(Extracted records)
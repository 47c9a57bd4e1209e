//! Message classification through the generation client

use once_cell::sync::Lazy;
use regex::Regex;
use serde_json::Value;
use std::sync::Arc;
use tracing::{info, warn};

use crate::generation::GenerationClient;
use crate::models::{Category, GenerationOutcome, GenerationRequest, OutputFormat};
use crate::prompts;
use crate::redact::truncate_for_log;

/// Classification is deterministic
pub const CLASSIFY_TEMPERATURE: f32 = 0.0;

/// The answer is a single digit wrapped in a tiny JSON object
pub const CLASSIFY_MAX_TOKENS: u32 = 16;

/// Raw model output kept in the `classify_out` record
pub const RAW_OUTPUT_LOG_LIMIT: usize = 64;

/// `category` key followed by a digit, tolerating quotes and prose around it
static KEYED_CATEGORY: Lazy<Regex> =
    Lazy::new(|| Regex::new(r#""?category"?\D*([1-4])"#).unwrap());

/// A standalone digit 1-4 (not part of a longer number)
static BARE_DIGIT: Lazy<Regex> =
    Lazy::new(|| Regex::new(r"(?:^|[^0-9])([1-4])(?:[^0-9]|$)").unwrap());

/// Assigns a [`Category`] to message text; never fails
pub struct Classifier {
    client: Arc<GenerationClient>,
    instruction: String,
}

impl Classifier {
    pub fn new(client: Arc<GenerationClient>) -> Self {
        Self {
            client,
            instruction: prompts::CLASSIFICATION_INSTRUCTION.to_string(),
        }
    }

    /// Replace the classification rubric
    pub fn with_instruction(mut self, instruction: impl Into<String>) -> Self {
        self.instruction = instruction.into();
        self
    }

    pub fn build_request(&self, input_text: &str) -> GenerationRequest {
        GenerationRequest::new(
            self.instruction.clone(),
            input_text,
            OutputFormat::StructuredJson,
            CLASSIFY_TEMPERATURE,
            CLASSIFY_MAX_TOKENS,
        )
    }

    /// Classify message text, degrading to [`Category::LowPriority`]
    pub async fn classify(&self, input_text: &str) -> Category {
        let request = self.build_request(input_text);

        match self.client.generate(&request).await {
            GenerationOutcome::Success(text) => {
                let category = parse_category(&text);
                info!(
                    step = "classify_out",
                    raw = %truncate_for_log(text.trim(), RAW_OUTPUT_LOG_LIMIT),
                    category = %category,
                    "Classification received"
                );
                category
            }
            GenerationOutcome::Failure(failure) => {
                warn!(
                    step = "classify_fallback",
                    attempts = failure.attempts.len(),
                    "Classification unavailable, using low priority"
                );
                Category::LowPriority
            }
        }
    }
}

/// Parse model output: strict JSON, then the keyed pattern, then a bare digit
pub fn parse_category(text: &str) -> Category {
    parse_strict(text)
        .or_else(|| capture_category(&KEYED_CATEGORY, text))
        .or_else(|| capture_category(&BARE_DIGIT, text))
        .unwrap_or(Category::LowPriority)
}

fn parse_strict(text: &str) -> Option<Category> {
    let value: Value = serde_json::from_str(text.trim()).ok()?;

    let field = match &value {
        Value::Object(map) => match map.get("category") {
            Some(field) => field,
            None if map.len() == 1 => map.values().next()?,
            None => return None,
        },
        _ => return None,
    };

    let number = match field {
        Value::Number(number) => number.as_u64()?,
        Value::String(s) => s.trim().parse::<u64>().ok()?,
        _ => return None,
    };

    Category::from_number(number)
}

fn capture_category(pattern: &Regex, text: &str) -> Option<Category> {
    let digit = pattern.captures(text)?.get(1)?.as_str();
    Category::from_number(digit.parse().ok()?)
}
//! Helpers that keep personal data out of log records

/// Mask an address down to its first and last local character plus the domain
///
/// `alice@example.com` becomes `a***e@example.com`. Anything that does not look
/// like an address is replaced with `redacted`.
pub fn redact_email(address: &str) -> String {
    let address = address.trim();
    let Some((local, domain)) = address.split_once('@') else {
        return "redacted".to_string();
    };

    let mut chars = local.chars();
    let Some(first) = chars.next() else {
        return "redacted".to_string();
    };

    match chars.last() {
        Some(last) => format!("{}***{}@{}", first, last, domain),
        None => format!("{}***@{}", first, domain),
    }
}

/// Truncate to `max_chars` characters, marking the cut with `…`
pub fn truncate_for_log(text: &str, max_chars: usize) -> String {
    if text.chars().count() <= max_chars {
        text.to_string()
    } else {
        let mut truncated: String = text.chars().take(max_chars).collect();
        truncated.push('…');
        truncated
    }
}

#[cfg(test)]
mod tests {
    use super::*;

    #[test]
    fn test_redact_email() {
        assert_eq!(redact_email("alice@example.com"), "a***e@example.com");
        assert_eq!(redact_email("a@example.com"), "a***@example.com");
        assert_eq!(redact_email(" bob@mail.test "), "b***b@mail.test");
    }

    #[test]
    fn test_redact_email_invalid() {
        assert_eq!(redact_email(""), "redacted");
        assert_eq!(redact_email("not-an-address"), "redacted");
        assert_eq!(redact_email("@example.com"), "redacted");
    }

    #[test]
    fn test_truncate_for_log() {
        assert_eq!(truncate_for_log("short", 10), "short");
        assert_eq!(truncate_for_log("abcdef", 3), "abc…");
        assert_eq!(truncate_for_log("", 3), "");
    }

    #[test]
    fn test_truncate_for_log_multibyte() {
        assert_eq!(truncate_for_log("日本語のテキスト", 3), "日本語…");
    }
}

EXERCISE GOAL:
Which of the lines above hold the word "trim"? Copy each one.

OUTPUT:
                    raw = %truncate_for_log(text.trim(), RAW_OUTPUT_LOG_LIMIT),
    let value: Value = serde_json::from_str(text.trim()).ok()?;
        Value::String(s) => s.trim().parse::<u64>().ok()?,
    let address = address.trim();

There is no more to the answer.